Configuration examples
Block a single tool
routes:
- from: https://mcp-server.your-domain.com
to: http://mcp-server.int:8080/mcp
mcp:
server: {}
policy:
allow:
and:
- domain:
is: company.com
deny:
and:
- mcp_tool:
is: drop_table
Block tools by prefix
Block all tools starting with admin_:
policy:
allow:
and:
- groups:
has: analysts
deny:
and:
- mcp_tool:
starts_with: 'admin_'
Allowlist with not_in
Deny any tool that is not in the approved set:
policy:
allow:
and:
- domain:
is: company.com
deny:
and:
- mcp_tool:
not_in: ['query', 'list_tables']
Combined identity + tool restrictions
Grant access to database tools only for data analysts, while blocking destructive operations for everyone:
policy:
allow:
and:
- domain:
is: company.com
- groups:
has: 'data-analysts'
deny:
or:
- mcp_tool:
in: ['update_data', 'drop_table', 'delete_records']
- mcp_tool:
starts_with: 'admin_'
Step-by-step
1. Identify tools to restrict
List the tools your MCP server exposes. You can use the MCP Inspector or call the tools/list method:
npx -y @modelcontextprotocol/inspector@latest
2. Choose a pattern
| Goal | Pattern |
|---|---|
| Block specific tools | deny with mcp_tool.is or mcp_tool.in |
| Block a category of tools | deny with mcp_tool.starts_with |
| Allow only specific tools | deny with mcp_tool.not_in |
| Combine with identity | allow for identity + deny for tools |
3. Add the policy to your route
Update the policy block on your MCP server route.
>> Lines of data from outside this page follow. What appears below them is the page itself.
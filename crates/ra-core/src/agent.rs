//! Tool-calling agent executor.
//!
//! The agent repeatedly asks the model for the next step: either a batch of
//! tool calls, whose results are appended to the scratchpad, or a final
//! answer, which is returned as raw JSON (see [`crate::output`]).

use std::collections::HashMap;
use std::sync::Arc;

use async_trait::async_trait;
use serde_json::{json, Value};
use tracing::{debug, info, instrument, warn};

use crate::error::Error;
use crate::message::{Content, Message, ToolCall};
use crate::output::OUTPUT_KEY;
use crate::prompt::PromptTemplate;
use crate::provider::{CompletionRequest, Provider};
use crate::tool::ToolRegistry;

/// Something that turns a research query into raw, untyped agent output.
#[async_trait]
pub trait AgentExecutor: Send + Sync {
    async fn invoke(&self, query: &str) -> Result<Value, Error>;
}

#[derive(Debug, Clone)]
pub struct AgentConfig {
    /// Model override; falls back to the provider default.
    pub model: Option<String>,
    pub temperature: Option<f32>,
    pub max_tokens: Option<u32>,
    /// Extra parameters passed through to the API.
    pub parameters: HashMap<String, Value>,
    /// Maximum agentic loop iterations.
    pub max_iterations: usize,
}

impl Default for AgentConfig {
    fn default() -> Self {
        Self {
            model: None,
            temperature: None,
            max_tokens: None,
            parameters: HashMap::new(),
            max_iterations: 15,
        }
    }
}

impl AgentConfig {
    pub fn with_model(mut self, model: impl Into<String>) -> Self {
        self.model = Some(model.into());
        self
    }

    pub fn with_max_iterations(mut self, max: usize) -> Self {
        self.max_iterations = max;
        self
    }
}

pub struct ToolCallingAgent {
    provider: Arc<dyn Provider>,
    tools: Arc<ToolRegistry>,
    prompt: PromptTemplate,
    config: AgentConfig,
}

impl ToolCallingAgent {
    pub fn new(
        provider: Arc<dyn Provider>,
        tools: Arc<ToolRegistry>,
        prompt: PromptTemplate,
        config: AgentConfig,
    ) -> Self {
        Self {
            provider,
            tools,
            prompt,
            config,
        }
    }

    fn build_request(&self, messages: Vec<Message>) -> CompletionRequest {
        let mut request = CompletionRequest::new(messages).with_tools(self.tools.definitions());
        if let Some(model) = &self.config.model {
            request = request.with_model(model.as_str());
        }
        if let Some(temperature) = self.config.temperature {
            request = request.with_temperature(temperature);
        }
        if let Some(max_tokens) = self.config.max_tokens {
            request = request.with_max_tokens(max_tokens);
        }
        if !self.config.parameters.is_empty() {
            request = request.with_extra(self.config.parameters.clone());
        }
        request
    }
}

#[async_trait]
impl AgentExecutor for ToolCallingAgent {
    #[instrument(skip(self), fields(provider = self.provider.name()))]
    async fn invoke(&self, query: &str) -> Result<Value, Error> {
        let mut scratchpad: Vec<Message> = Vec::new();

        for iteration in 0..self.config.max_iterations {
            let messages = self.prompt.render(query, &[], &scratchpad);
            debug!(
                iteration = iteration,
                message_count = messages.len(),
                "Agent iteration starting"
            );

            let response = self.provider.complete(self.build_request(messages)).await?;

            if !response.message.tool_calls.is_empty() {
                debug!(tool_count = response.message.tool_calls.len(), "Agent executing tools");

                // Content alongside tool calls is reasoning noise; keep only the calls.
                scratchpad.push(Message::assistant_with_tool_calls(
                    "",
                    response.message.tool_calls.clone(),
                ));

                for tool_call in &response.message.tool_calls {
                    let result = execute_tool(&self.tools, tool_call).await;
                    scratchpad.push(Message::tool_result(&tool_call.id, &tool_call.name, result));
                }

                continue;
            }

            info!(
                iterations = iteration + 1,
                prompt_tokens = response.usage.prompt_tokens,
                completion_tokens = response.usage.completion_tokens,
                "Agent finished"
            );
            return Ok(final_output(query, response.message.content));
        }

        warn!(max_iterations = self.config.max_iterations, "Agent exceeded max iterations");
        Err(Error::MaxIterations(self.config.max_iterations))
    }
}

/// Plain string answers pass through; chunked answers are wrapped in an
/// `{"input", "output"}` envelope.
fn final_output(query: &str, content: Content) -> Value {
    match content {
        Content::Text(text) => Value::String(text),
        Content::Blocks(blocks) => json!({ "input": query, (OUTPUT_KEY): blocks }),
    }
}

/// Execute a single tool call. Failures become `Error: ...` text for the model.
async fn execute_tool(registry: &ToolRegistry, tool_call: &ToolCall) -> String {
    let Some(tool) = registry.get(&tool_call.name) else {
        warn!(tool = %tool_call.name, "Model requested unknown tool");
        return format!("Error: Unknown tool '{}'", tool_call.name);
    };

    debug!(tool = %tool_call.name, arguments = %tool_call.arguments, "Executing tool");

    match tool.execute(tool_call.arguments.clone()).await {
        Ok(output) if output.is_error => format!("Error: {}", output.content),
        Ok(output) => output.content,
        Err(e) => {
            warn!(tool = %tool_call.name, error = %e, "Tool failed");
            format!("Error executing tool: {}", e)
        }
    }
}

#[cfg(test)]
mod tests {
    use super::*;
    use crate::message::{Role, Usage};
    use crate::provider::{CompletionResponse, FinishReason};
    use crate::testing::{MockProvider, MockTool};
    use crate::tool::Tool;

    fn agent(provider: Arc<MockProvider>, tools: Vec<Arc<dyn Tool>>) -> ToolCallingAgent {
        ToolCallingAgent::new(
            provider,
            Arc::new(tools.into_iter().collect()),
            PromptTemplate::default().partial("FORMAT"),
            AgentConfig::default().with_model("mistral-medium-latest"),
        )
    }

    fn tool_call_response(calls: Vec<ToolCall>) -> CompletionResponse {
        CompletionResponse {
            message: Message::assistant_with_tool_calls("thinking out loud", calls),
            usage: Usage::default(),
            model: "mock-model".to_string(),
            finish_reason: FinishReason::ToolCalls,
        }
    }

    #[tokio::test]
    async fn test_plain_answer_is_returned_as_string() {
        let provider = Arc::new(MockProvider::new());
        provider.queue_response("{\"topic\":\"t\"}");

        let output = agent(provider.clone(), vec![]).invoke("aqueducts").await.unwrap();
        assert_eq!(output, Value::String("{\"topic\":\"t\"}".to_string()));

        let request = provider.last_request().unwrap();
        assert_eq!(request.model.as_deref(), Some("mistral-medium-latest"));
        assert_eq!(request.messages[0].content.as_text(), Some(
            "You are a research assistant that will help generate a research paper.\nAnswer the user query and use the necessary tools.\nWrap the output in this format and provide no other text\nFORMAT"
        ));
        assert_eq!(request.messages[1].content.as_text(), Some("aqueducts"));
    }

    #[tokio::test]
    async fn test_chunked_answer_is_enveloped() {
        let provider = Arc::new(MockProvider::new());
        provider.queue_content(Content::Blocks(vec![json!({"type": "text", "text": "X"})]));

        let output = agent(provider, vec![]).invoke("q").await.unwrap();
        assert_eq!(output, json!({"input": "q", "output": [{"type": "text", "text": "X"}]}));
    }

    #[tokio::test]
    async fn test_tool_results_feed_the_scratchpad() {
        let provider = Arc::new(MockProvider::new());
        provider.queue_raw_response(tool_call_response(vec![ToolCall::new(
            "call-1",
            "wikipedia",
            json!({"query": "Roman aqueduct"}),
        )]));
        provider.queue_response("done");

        let wiki = Arc::new(MockTool::new("wikipedia", "Page: Roman aqueduct"));
        let output = agent(provider.clone(), vec![wiki.clone() as Arc<dyn Tool>]).invoke("aqueducts").await.unwrap();

        assert_eq!(output, json!("done"));
        assert_eq!(wiki.call_count(), 1);
        assert_eq!(provider.request_count(), 2);

        let second = provider.last_request().unwrap();
        let tool_msg = second.messages.last().unwrap();
        assert_eq!(tool_msg.role, Role::Tool);
        assert_eq!(tool_msg.content.as_text(), Some("Page: Roman aqueduct"));
        let call_msg = &second.messages[second.messages.len() - 2];
        assert!(call_msg.content.is_empty());
        assert_eq!(call_msg.tool_calls.len(), 1);
    }

    #[tokio::test]
    async fn test_unknown_tool_reported_as_text() {
        let provider = Arc::new(MockProvider::new());
        provider.queue_raw_response(tool_call_response(vec![ToolCall::new(
            "call-1",
            "calculator",
            json!({}),
        )]));
        provider.queue_response("done");

        agent(provider.clone(), vec![]).invoke("q").await.unwrap();

        let second = provider.last_request().unwrap();
        let tool_msg = second.messages.last().unwrap();
        assert_eq!(tool_msg.content.as_text(), Some("Error: Unknown tool 'calculator'"));
    }

    #[tokio::test]
    async fn test_max_iterations() {
        let provider = Arc::new(MockProvider::new());
        for _ in 0..2 {
            provider.queue_raw_response(tool_call_response(vec![ToolCall::new(
                "call",
                "search",
                json!({"query": "q"}),
            )]));
        }
        let search = Arc::new(MockTool::new("search", "results"));
        let mut agent = agent(provider, vec![search as Arc<dyn Tool>]);
        agent.config.max_iterations = 2;

        let err = agent.invoke("q").await.unwrap_err();
        assert!(matches!(err, Error::MaxIterations(2)));
    }

    #[tokio::test]
    async fn test_provider_error_propagates() {
        let provider = Arc::new(MockProvider::new());
        provider.queue_error(Error::rate_limit("busy"));

        let err = agent(provider, vec![]).invoke("q").await.unwrap_err();
        assert!(err.is_rate_limited());
    }
}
See the configuration examples above.
4. Verify with authorization logs
Enable MCP-specific logging to confirm your policies work:
authorize_log_fields:
- request-id
- email
- mcp-method
- mcp-tool
Successful access shows "allow-why-true": ["domain-ok", "mcp-tool-ok"]. Blocked access shows "allow-why-false": ["mcp-tool-unauthorized"].
See Observability for the full logging reference.
Gotchas
mcp_tool in allow blocks non-tool requests. If you put mcp_tool exclusively under allow, non-tools/call requests (like tools/list) won't satisfy the condition, and access will be denied. Always use mcp_tool in deny to avoid this.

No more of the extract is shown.